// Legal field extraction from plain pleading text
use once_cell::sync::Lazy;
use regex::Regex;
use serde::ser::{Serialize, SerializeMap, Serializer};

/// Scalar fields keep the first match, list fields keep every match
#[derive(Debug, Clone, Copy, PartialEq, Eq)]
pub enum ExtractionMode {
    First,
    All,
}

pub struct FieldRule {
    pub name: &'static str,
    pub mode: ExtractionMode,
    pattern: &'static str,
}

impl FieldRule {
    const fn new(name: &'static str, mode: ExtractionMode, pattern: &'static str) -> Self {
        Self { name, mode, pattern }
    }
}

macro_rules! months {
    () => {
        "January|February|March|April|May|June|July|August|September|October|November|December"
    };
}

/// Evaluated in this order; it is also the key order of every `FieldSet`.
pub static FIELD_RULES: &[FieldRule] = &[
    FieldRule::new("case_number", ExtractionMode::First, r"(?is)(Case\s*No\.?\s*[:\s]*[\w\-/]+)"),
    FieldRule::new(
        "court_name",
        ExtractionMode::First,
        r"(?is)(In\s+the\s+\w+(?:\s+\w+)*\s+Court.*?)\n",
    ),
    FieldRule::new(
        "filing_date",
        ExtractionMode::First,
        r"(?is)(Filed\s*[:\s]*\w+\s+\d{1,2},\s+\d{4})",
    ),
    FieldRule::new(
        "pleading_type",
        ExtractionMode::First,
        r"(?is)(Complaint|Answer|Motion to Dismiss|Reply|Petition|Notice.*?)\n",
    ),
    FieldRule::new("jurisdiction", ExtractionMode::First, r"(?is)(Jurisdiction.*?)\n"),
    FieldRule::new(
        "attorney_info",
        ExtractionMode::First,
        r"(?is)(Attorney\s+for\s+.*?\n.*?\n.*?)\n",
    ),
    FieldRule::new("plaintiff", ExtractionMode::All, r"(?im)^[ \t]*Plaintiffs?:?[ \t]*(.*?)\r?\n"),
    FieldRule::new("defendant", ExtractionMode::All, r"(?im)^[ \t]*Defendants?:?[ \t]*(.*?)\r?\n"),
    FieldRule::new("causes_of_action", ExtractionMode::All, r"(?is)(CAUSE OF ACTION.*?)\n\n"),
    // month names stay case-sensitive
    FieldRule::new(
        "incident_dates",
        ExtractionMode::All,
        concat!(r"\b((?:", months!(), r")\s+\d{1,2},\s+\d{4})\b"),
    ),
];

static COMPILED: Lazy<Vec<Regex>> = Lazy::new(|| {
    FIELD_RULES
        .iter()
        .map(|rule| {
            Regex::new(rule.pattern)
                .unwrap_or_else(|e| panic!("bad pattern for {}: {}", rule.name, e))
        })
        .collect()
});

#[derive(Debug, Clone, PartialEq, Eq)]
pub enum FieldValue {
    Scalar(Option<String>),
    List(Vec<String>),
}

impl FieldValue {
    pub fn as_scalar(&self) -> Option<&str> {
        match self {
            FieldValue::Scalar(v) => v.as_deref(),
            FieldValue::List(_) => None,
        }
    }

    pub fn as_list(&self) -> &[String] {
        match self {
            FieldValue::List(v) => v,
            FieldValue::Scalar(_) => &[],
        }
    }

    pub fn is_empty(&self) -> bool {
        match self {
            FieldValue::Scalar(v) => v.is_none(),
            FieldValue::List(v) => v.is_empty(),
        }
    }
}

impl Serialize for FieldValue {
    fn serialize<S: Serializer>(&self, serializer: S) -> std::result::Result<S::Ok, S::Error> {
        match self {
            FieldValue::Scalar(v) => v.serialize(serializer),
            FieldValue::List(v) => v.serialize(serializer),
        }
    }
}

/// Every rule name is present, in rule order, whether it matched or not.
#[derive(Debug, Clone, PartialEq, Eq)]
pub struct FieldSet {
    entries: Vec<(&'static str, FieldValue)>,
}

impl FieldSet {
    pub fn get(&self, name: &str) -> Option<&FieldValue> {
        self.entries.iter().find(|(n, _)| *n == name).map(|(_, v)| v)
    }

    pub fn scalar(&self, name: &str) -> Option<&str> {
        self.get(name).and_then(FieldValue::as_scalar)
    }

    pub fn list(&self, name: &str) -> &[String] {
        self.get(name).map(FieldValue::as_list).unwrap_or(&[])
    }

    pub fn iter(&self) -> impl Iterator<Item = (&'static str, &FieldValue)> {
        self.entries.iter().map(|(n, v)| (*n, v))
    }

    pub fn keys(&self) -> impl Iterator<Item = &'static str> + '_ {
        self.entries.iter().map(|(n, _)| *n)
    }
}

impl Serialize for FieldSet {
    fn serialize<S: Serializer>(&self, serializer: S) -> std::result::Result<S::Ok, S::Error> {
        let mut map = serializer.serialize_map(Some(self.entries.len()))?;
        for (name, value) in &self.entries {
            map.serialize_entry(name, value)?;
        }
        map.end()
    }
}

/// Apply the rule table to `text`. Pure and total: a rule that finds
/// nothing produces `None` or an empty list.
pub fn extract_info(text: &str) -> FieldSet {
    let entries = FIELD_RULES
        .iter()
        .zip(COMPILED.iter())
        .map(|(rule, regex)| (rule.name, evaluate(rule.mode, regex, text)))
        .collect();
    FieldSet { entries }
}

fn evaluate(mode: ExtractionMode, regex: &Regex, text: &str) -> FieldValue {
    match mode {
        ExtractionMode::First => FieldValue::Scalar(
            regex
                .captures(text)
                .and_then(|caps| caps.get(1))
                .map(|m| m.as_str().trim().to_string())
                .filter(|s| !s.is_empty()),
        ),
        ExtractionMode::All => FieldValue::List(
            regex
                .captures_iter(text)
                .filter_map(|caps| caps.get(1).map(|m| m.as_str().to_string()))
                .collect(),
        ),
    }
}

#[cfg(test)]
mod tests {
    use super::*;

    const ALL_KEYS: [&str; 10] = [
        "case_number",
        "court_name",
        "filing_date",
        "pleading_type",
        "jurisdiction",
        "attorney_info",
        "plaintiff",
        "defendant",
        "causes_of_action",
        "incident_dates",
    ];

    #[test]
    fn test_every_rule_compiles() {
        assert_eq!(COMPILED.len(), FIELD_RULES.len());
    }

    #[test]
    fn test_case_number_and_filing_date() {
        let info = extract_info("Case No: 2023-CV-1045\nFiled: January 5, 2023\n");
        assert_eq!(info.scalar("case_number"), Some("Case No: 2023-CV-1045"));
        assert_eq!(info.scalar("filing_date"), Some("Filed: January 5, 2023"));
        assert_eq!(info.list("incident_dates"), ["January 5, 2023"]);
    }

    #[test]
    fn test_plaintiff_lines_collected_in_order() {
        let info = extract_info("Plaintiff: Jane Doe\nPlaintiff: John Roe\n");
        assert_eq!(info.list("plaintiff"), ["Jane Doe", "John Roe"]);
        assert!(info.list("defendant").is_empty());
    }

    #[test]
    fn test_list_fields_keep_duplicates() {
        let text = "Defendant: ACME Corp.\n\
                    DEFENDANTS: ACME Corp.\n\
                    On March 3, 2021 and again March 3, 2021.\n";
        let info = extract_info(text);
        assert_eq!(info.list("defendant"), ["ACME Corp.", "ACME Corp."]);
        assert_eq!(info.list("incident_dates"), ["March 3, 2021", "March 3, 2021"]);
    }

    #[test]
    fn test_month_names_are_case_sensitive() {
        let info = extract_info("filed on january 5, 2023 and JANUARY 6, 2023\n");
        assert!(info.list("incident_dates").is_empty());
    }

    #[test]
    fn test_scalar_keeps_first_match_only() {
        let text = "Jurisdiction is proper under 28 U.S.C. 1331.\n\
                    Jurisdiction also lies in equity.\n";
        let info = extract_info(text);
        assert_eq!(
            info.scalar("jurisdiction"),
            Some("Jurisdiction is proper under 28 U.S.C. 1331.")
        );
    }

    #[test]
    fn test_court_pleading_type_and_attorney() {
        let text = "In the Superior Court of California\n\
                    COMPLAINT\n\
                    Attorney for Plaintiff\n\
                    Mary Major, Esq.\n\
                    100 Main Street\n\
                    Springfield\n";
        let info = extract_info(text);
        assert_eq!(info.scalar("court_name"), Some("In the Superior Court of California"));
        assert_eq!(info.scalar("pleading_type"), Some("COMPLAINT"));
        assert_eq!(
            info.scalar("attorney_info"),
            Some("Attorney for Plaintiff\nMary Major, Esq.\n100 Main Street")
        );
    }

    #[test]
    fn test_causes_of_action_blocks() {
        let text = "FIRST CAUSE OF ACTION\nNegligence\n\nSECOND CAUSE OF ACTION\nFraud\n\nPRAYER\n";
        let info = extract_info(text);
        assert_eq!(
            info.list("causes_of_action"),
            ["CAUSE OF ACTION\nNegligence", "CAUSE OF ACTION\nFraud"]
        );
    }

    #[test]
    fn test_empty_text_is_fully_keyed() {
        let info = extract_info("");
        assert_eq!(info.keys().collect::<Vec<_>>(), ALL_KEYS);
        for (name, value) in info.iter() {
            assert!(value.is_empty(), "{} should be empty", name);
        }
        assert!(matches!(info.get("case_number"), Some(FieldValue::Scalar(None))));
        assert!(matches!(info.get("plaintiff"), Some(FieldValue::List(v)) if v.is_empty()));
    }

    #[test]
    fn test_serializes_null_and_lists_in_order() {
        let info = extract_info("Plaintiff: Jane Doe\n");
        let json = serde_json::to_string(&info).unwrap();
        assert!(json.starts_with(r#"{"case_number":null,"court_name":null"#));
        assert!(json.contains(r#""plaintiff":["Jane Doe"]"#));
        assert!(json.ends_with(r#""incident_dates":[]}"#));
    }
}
...
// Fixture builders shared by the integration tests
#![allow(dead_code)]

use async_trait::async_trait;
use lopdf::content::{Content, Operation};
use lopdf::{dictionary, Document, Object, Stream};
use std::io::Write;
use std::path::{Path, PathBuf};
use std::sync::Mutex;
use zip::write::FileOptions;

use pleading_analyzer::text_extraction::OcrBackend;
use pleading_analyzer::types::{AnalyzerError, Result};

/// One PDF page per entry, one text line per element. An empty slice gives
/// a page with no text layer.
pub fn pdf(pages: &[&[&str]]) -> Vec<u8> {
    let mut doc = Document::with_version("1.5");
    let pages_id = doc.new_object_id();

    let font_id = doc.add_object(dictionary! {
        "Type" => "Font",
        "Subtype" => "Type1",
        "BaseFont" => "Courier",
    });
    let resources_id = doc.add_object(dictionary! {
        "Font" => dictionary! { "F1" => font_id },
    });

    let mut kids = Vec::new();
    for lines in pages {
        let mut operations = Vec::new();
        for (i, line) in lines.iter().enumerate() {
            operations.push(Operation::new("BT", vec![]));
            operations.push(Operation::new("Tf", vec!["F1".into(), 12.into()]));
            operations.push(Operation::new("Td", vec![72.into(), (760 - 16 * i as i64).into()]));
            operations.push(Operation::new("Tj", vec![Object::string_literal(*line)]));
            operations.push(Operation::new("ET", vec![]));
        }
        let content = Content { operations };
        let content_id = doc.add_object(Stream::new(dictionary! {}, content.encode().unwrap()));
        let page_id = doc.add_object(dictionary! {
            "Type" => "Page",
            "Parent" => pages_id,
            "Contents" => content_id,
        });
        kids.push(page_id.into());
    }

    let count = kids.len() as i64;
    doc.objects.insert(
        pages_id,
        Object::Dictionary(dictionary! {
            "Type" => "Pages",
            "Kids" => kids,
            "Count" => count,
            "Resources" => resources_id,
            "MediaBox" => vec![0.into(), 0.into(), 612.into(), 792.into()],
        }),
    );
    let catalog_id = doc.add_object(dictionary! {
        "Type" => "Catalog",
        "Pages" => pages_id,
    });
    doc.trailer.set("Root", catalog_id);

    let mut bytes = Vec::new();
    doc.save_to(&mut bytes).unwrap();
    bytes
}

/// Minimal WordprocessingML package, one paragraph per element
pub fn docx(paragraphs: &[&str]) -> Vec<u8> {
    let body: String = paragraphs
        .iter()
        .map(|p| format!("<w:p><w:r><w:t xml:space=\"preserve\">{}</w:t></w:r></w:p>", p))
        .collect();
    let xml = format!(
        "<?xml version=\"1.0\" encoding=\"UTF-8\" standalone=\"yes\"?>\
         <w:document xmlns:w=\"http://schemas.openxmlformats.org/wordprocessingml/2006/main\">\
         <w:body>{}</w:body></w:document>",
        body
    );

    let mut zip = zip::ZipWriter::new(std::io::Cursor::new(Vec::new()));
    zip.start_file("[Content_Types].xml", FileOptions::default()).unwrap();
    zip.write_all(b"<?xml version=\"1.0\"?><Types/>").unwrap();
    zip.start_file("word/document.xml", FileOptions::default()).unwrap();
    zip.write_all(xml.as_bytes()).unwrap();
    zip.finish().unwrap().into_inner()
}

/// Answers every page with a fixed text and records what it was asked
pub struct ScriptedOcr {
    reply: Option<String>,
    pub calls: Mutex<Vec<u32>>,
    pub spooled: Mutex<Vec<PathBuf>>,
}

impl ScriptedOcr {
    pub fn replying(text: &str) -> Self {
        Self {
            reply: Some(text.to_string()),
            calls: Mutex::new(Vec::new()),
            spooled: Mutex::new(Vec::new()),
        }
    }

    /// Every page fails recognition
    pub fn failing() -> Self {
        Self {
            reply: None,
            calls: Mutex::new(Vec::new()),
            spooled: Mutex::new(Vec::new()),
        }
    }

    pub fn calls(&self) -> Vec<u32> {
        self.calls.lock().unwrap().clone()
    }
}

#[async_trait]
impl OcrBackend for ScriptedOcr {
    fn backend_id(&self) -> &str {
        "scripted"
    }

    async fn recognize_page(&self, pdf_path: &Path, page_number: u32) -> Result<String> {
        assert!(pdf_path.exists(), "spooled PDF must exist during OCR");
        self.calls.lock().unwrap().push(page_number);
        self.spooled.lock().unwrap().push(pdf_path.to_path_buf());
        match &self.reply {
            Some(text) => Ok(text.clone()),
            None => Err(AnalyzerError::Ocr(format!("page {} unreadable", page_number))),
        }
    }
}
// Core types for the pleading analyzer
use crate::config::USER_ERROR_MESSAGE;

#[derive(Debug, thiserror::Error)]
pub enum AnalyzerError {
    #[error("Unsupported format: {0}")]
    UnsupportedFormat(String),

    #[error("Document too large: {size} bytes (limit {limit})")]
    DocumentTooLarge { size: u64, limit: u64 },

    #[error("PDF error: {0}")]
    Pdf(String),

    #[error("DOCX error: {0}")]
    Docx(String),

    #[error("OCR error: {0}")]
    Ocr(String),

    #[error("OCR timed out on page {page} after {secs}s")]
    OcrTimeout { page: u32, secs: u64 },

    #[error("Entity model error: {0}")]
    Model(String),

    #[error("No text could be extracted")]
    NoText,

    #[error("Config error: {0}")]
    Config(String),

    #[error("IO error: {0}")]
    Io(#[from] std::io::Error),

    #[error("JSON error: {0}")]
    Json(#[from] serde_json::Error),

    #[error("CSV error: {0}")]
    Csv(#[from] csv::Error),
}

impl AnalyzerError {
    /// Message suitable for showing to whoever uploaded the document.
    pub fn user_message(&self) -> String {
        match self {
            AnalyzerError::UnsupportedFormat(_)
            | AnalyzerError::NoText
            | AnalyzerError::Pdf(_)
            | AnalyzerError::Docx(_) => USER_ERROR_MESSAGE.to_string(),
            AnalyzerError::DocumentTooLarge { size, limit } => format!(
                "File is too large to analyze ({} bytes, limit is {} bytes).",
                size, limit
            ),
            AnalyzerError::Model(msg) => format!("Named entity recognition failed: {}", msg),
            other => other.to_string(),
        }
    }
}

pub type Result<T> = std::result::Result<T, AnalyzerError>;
--
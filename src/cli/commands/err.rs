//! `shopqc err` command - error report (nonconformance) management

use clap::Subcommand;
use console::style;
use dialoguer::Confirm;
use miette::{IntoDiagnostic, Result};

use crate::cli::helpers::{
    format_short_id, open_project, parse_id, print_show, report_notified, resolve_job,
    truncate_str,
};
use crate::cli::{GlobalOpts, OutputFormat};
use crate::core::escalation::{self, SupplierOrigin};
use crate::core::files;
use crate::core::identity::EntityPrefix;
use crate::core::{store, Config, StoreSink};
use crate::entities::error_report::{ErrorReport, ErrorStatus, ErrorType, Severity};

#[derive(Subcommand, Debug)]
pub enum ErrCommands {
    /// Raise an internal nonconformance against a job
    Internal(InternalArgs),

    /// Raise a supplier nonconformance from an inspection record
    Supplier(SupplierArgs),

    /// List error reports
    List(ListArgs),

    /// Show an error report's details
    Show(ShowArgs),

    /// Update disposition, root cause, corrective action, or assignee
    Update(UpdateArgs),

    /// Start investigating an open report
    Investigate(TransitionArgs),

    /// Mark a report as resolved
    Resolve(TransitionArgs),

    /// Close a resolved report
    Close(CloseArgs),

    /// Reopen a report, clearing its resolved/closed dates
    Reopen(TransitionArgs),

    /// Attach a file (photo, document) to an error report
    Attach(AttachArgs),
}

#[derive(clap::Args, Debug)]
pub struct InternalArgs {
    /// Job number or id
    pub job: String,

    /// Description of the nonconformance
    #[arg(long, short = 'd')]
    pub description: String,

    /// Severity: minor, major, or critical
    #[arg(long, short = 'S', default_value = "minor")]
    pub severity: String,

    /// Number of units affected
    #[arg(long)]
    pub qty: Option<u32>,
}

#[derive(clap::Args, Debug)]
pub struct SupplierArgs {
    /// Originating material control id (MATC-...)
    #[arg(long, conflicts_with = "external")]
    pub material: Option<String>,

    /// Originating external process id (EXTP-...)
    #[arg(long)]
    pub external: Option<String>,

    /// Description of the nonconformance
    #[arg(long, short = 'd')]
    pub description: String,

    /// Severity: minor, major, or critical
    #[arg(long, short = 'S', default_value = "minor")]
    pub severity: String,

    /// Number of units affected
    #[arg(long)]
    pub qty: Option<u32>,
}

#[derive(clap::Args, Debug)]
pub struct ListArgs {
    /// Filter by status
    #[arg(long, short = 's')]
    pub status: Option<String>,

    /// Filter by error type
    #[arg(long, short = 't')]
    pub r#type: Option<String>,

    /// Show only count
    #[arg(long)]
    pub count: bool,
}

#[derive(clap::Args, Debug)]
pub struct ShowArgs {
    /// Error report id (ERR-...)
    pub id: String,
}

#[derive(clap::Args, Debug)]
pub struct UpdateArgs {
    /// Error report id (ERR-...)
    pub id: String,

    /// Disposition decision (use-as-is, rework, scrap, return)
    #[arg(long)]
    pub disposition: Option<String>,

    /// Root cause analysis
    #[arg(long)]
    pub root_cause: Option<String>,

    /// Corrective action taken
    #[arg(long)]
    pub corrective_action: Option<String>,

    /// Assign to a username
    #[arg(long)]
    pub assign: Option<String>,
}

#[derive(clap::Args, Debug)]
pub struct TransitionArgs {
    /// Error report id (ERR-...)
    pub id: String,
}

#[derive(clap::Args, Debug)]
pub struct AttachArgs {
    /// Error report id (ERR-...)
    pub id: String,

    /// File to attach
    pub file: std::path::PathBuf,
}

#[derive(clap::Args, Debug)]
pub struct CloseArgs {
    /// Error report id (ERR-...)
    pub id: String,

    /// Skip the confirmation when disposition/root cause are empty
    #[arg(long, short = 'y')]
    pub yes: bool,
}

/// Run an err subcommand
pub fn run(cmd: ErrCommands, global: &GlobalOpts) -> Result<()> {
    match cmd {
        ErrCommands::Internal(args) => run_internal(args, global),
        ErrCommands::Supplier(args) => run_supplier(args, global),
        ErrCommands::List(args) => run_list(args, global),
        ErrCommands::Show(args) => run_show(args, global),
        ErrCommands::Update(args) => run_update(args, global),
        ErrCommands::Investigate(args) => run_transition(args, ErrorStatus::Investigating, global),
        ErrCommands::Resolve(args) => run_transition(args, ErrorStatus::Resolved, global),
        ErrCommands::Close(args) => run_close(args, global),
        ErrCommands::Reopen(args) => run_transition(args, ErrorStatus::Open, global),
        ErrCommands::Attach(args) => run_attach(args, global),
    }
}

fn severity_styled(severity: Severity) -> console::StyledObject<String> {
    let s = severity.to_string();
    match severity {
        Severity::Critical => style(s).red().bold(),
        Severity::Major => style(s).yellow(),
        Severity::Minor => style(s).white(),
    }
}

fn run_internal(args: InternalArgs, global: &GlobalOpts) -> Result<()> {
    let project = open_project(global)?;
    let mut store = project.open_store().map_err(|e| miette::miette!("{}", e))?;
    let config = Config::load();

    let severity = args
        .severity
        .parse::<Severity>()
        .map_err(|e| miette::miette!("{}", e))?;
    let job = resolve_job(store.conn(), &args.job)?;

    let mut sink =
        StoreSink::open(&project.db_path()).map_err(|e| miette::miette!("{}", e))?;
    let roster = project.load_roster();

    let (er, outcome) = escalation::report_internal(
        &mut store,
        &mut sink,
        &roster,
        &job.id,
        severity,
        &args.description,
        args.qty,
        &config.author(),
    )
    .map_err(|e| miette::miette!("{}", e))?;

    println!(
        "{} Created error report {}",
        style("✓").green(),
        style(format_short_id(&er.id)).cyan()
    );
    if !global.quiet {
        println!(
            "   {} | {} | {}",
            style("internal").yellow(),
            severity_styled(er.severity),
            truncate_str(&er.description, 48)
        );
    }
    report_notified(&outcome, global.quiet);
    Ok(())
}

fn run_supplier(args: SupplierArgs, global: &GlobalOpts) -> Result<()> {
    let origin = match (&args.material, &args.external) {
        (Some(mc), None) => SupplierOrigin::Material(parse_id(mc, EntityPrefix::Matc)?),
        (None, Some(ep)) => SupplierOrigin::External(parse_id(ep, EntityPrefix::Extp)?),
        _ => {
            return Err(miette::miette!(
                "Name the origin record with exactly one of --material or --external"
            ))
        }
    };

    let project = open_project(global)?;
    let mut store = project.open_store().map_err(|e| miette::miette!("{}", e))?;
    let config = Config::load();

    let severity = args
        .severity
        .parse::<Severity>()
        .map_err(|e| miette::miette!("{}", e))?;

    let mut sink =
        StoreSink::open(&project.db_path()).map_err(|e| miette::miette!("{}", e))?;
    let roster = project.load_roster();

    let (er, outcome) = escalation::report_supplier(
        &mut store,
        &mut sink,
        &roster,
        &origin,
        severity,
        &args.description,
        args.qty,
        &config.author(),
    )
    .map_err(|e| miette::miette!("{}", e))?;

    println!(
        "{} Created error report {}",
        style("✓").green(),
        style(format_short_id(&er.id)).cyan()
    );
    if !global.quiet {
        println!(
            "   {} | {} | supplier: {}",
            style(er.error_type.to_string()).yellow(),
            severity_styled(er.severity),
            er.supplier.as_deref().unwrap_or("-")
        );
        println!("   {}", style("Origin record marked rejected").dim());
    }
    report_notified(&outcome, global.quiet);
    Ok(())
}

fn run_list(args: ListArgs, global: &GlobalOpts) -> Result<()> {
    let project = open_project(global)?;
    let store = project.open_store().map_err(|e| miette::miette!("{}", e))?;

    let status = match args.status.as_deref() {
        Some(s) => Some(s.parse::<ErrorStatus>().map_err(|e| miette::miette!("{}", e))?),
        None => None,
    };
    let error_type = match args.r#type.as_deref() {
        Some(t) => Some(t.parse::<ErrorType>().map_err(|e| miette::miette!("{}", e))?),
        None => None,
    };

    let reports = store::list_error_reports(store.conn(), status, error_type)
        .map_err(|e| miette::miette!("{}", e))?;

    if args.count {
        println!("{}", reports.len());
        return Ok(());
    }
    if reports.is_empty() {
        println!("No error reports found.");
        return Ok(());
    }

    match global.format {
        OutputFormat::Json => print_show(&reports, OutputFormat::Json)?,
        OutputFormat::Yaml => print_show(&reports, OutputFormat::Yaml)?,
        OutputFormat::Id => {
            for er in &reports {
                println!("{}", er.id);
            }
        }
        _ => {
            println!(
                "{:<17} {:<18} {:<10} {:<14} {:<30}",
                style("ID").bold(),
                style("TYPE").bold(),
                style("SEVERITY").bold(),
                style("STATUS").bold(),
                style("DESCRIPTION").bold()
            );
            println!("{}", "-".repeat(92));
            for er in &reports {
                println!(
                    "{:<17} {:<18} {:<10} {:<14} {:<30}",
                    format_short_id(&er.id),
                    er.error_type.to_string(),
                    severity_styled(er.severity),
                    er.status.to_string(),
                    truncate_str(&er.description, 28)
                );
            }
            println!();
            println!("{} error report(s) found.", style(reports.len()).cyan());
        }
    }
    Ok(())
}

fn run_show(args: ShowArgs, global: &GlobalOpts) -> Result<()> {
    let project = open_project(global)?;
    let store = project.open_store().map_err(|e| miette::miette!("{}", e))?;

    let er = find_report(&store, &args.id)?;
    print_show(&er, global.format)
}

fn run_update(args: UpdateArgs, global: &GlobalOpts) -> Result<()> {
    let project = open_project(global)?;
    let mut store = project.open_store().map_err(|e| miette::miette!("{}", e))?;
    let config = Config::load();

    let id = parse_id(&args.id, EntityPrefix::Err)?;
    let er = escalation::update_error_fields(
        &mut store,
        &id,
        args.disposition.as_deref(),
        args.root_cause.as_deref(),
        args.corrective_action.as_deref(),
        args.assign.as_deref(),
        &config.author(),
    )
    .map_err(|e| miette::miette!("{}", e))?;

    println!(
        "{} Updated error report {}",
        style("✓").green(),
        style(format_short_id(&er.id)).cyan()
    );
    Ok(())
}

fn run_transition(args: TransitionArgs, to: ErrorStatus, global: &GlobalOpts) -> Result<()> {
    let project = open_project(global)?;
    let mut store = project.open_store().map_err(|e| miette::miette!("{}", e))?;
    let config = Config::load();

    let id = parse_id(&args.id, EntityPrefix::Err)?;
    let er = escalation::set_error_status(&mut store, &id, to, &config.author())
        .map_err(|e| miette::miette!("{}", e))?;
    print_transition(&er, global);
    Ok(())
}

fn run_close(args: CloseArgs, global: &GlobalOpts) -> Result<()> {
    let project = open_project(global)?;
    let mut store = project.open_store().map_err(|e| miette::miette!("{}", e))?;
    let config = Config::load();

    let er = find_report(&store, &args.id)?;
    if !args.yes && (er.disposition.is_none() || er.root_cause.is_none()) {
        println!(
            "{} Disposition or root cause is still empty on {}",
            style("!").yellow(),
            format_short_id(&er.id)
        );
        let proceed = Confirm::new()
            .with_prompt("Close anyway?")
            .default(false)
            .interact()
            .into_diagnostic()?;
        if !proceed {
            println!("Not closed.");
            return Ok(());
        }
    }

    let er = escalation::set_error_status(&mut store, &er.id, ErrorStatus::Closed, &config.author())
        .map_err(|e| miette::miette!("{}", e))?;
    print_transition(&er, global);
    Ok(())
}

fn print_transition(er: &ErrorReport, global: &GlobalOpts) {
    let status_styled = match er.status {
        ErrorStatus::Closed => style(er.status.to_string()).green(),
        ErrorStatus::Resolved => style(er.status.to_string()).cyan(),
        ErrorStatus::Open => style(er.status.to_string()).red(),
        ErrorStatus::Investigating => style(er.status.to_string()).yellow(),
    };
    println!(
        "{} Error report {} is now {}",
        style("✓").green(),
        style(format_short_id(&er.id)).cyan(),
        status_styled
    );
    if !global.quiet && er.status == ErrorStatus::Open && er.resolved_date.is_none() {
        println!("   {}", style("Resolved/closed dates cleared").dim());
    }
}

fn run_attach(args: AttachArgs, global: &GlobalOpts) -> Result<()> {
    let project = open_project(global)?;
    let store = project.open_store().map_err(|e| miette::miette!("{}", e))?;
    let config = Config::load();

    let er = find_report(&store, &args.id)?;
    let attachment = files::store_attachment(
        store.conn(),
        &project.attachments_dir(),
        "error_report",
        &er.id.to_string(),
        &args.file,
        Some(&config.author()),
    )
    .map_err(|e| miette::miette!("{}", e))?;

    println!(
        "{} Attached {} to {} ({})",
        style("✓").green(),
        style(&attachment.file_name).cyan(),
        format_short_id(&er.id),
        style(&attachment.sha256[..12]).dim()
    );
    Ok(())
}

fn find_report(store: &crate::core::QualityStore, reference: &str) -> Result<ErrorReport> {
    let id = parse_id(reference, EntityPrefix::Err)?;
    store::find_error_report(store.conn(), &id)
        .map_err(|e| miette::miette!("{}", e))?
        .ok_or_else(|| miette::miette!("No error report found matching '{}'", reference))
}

### EXERCISE AIM
Your answer should be the lines above, from the line containing "plain pleading text" up to and including the line containing "pub static FIELD_RULES: &[FieldRule]", reproduced exactly and with nothing else.

### ANSWER
// Legal field extraction from plain pleading text
use once_cell::sync::Lazy;
use regex::Regex;
use serde::ser::{Serialize, SerializeMap, Serializer};

/// Scalar fields keep the first match, list fields keep every match
#[derive(Debug, Clone, Copy, PartialEq, Eq)]
pub enum ExtractionMode {
    First,
    All,
}

pub struct FieldRule {
    pub name: &'static str,
    pub mode: ExtractionMode,
    pattern: &'static str,
}

impl FieldRule {
    const fn new(name: &'static str, mode: ExtractionMode, pattern: &'static str) -> Self {
        Self { name, mode, pattern }
    }
}

macro_rules! months {
    () => {
        "January|February|March|April|May|June|July|August|September|October|November|December"
    };
}

/// Evaluated in this order; it is also the key order of every `FieldSet`.
pub static FIELD_RULES: &[FieldRule] = &[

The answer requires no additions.